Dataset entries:
use axum::{
    async_trait,
    extract::{FromRef, FromRequestParts},
    http::{request::Parts, StatusCode},
};
use tracing::warn;

use crate::auth::jwt::JwtKeys;

/// Authenticated principal: the email carried in a valid bearer token.
///
/// Handlers that must answer unauthenticated calls themselves take
/// `Option<AuthUser>`; a rejection then becomes `None`.
#[derive(Debug, Clone)]
pub struct AuthUser(pub String);

#[async_trait]
impl<S> FromRequestParts<S> for AuthUser
where
    S: Send + Sync,
    JwtKeys: FromRef<S>,
{
    type Rejection = (StatusCode, String);

    async fn from_request_parts(parts: &mut Parts, state: &S) -> Result<Self, Self::Rejection> {
        let keys = JwtKeys::from_ref(state);
        let auth_header = parts
            .headers
            .get(axum::http::header::AUTHORIZATION)
            .and_then(|v| v.to_str().ok())
            .ok_or((
                StatusCode::UNAUTHORIZED,
                "Missing Authorization header".to_string(),
            ))?;

        // Expect "Bearer <token>"
        let token = auth_header
            .strip_prefix("Bearer ")
            .or_else(|| auth_header.strip_prefix("bearer "))
            .ok_or((
                StatusCode::UNAUTHORIZED,
                "Invalid Authorization header".to_string(),
            ))?;

        let claims = match keys.verify(token) {
            Ok(c) => c,
            Err(_) => {
                warn!("invalid or expired token");
                return Err((
                    StatusCode::UNAUTHORIZED,
                    "Invalid or expired token".to_string(),
                ));
            }
        };

        Ok(AuthUser(claims.sub))
    }
}

#[cfg(test)]
mod tests {
    use super::*;
    use crate::config::JwtConfig;
    use axum::http::Request;

    #[derive(Clone)]
    struct KeysOnly(JwtKeys);

    impl FromRef<KeysOnly> for JwtKeys {
        fn from_ref(state: &KeysOnly) -> Self {
            state.0.clone()
        }
    }

    fn keys(secret: &str) -> JwtKeys {
        JwtKeys::from(&JwtConfig {
            secret: secret.into(),
            issuer: "iss".into(),
            audience: "aud".into(),
            ttl_minutes: 5,
        })
    }

    async fn extract(state: &KeysOnly, auth: Option<&str>) -> Result<AuthUser, (StatusCode, String)> {
        let mut builder = Request::builder().uri("/");
        if let Some(value) = auth {
            builder = builder.header("authorization", value);
        }
        let (mut parts, _) = builder.body(()).unwrap().into_parts();
        AuthUser::from_request_parts(&mut parts, state).await
    }

    #[tokio::test]
    async fn accepts_valid_bearer_token() {
        let state = KeysOnly(keys("secret"));
        let token = state.0.sign("a@x.com").unwrap();
        let user = extract(&state, Some(&format!("Bearer {token}"))).await.unwrap();
        assert_eq!(user.0, "a@x.com");
    }

    #[tokio::test]
    async fn rejects_missing_header() {
        let state = KeysOnly(keys("secret"));
        let (status, _) = extract(&state, None).await.unwrap_err();
        assert_eq!(status, StatusCode::UNAUTHORIZED);
    }

    #[tokio::test]
    async fn rejects_other_scheme() {
        let state = KeysOnly(keys("secret"));
        let (status, msg) = extract(&state, Some("Basic Zm9vOmJhcg==")).await.unwrap_err();
        assert_eq!(status, StatusCode::UNAUTHORIZED);
        assert_eq!(msg, "Invalid Authorization header");
    }

    #[tokio::test]
    async fn rejects_token_signed_elsewhere() {
        let state = KeysOnly(keys("secret"));
        let token = keys("other").sign("a@x.com").unwrap();
        let (status, _) = extract(&state, Some(&format!("Bearer {token}")))
            .await
            .unwrap_err();
        assert_eq!(status, StatusCode::UNAUTHORIZED);
    }
}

WHAT IS REQUIRED >> Copy out each line of the data where the string "Result" appears.

RESPONSE BELOW >>
    async fn from_request_parts(parts: &mut Parts, state: &S) -> Result<Self, Self::Rejection> {
    async fn extract(state: &KeysOnly, auth: Option<&str>) -> Result<AuthUser, (StatusCode, String)> {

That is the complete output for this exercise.